The task: Extract every line of the material that holds the string "feature".

┏━━

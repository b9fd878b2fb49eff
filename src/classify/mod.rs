mod backend;
mod backends;
mod scores;

pub use backend::Classifier;
pub use backends::StubClassifier;
#[cfg(feature = "backend-tract")]
pub use backends::TractClassifier;
pub use scores::{argmax, TopClass};

use anyhow::Result;
use std::path::Path;

/// Open the classifier named by `model_path` for `width` x `height` RGB24
/// frames. `stub://` paths select the stub backend, scoring `classes` classes.
pub fn open(
    model_path: &Path,
    width: u32,
    height: u32,
    classes: usize,
) -> Result<Box<dyn Classifier>> {
    if model_path.to_string_lossy().starts_with("stub://") {
        return Ok(Box::new(
            StubClassifier::new(width, height).with_classes(classes),
        ));
    }
    open_model(model_path, width, height)
}

#[cfg(feature = "backend-tract")]
fn open_model(model_path: &Path, width: u32, height: u32) -> Result<Box<dyn Classifier>> {
    Ok(Box::new(TractClassifier::new(model_path, width, height)?))
}

#[cfg(not(feature = "backend-tract"))]
fn open_model(model_path: &Path, _width: u32, _height: u32) -> Result<Box<dyn Classifier>> {
    if !model_path.exists() {
        return Err(anyhow::anyhow!(
            "model file {} not found",
            model_path.display()
        ));
    }
    Err(anyhow::anyhow!(
        "model {} requires the backend-tract feature (or a stub:// path)",
        model_path.display()
    ))
}

#[cfg(test)]
mod tests {
    use super::*;

    #[test]
    fn stub_path_opens_the_stub_backend() -> Result<()> {
        let classifier = open(Path::new("stub://classifier"), 4, 4, 2)?;
        assert_eq!(classifier.name(), "stub");
        assert_eq!(classifier.input_len(), 4 * 4 * 3);
        Ok(())
    }

    #[test]
    fn missing_model_fails_to_open() {
        assert!(open(Path::new("/nonexistent/model.onnx"), 4, 4, 2).is_err());
    }
}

┗━━

Answer to the exercise:
#[cfg(feature = "backend-tract")]
#[cfg(feature = "backend-tract")]
#[cfg(not(feature = "backend-tract"))]
        "model {} requires the backend-tract feature (or a stub:// path)",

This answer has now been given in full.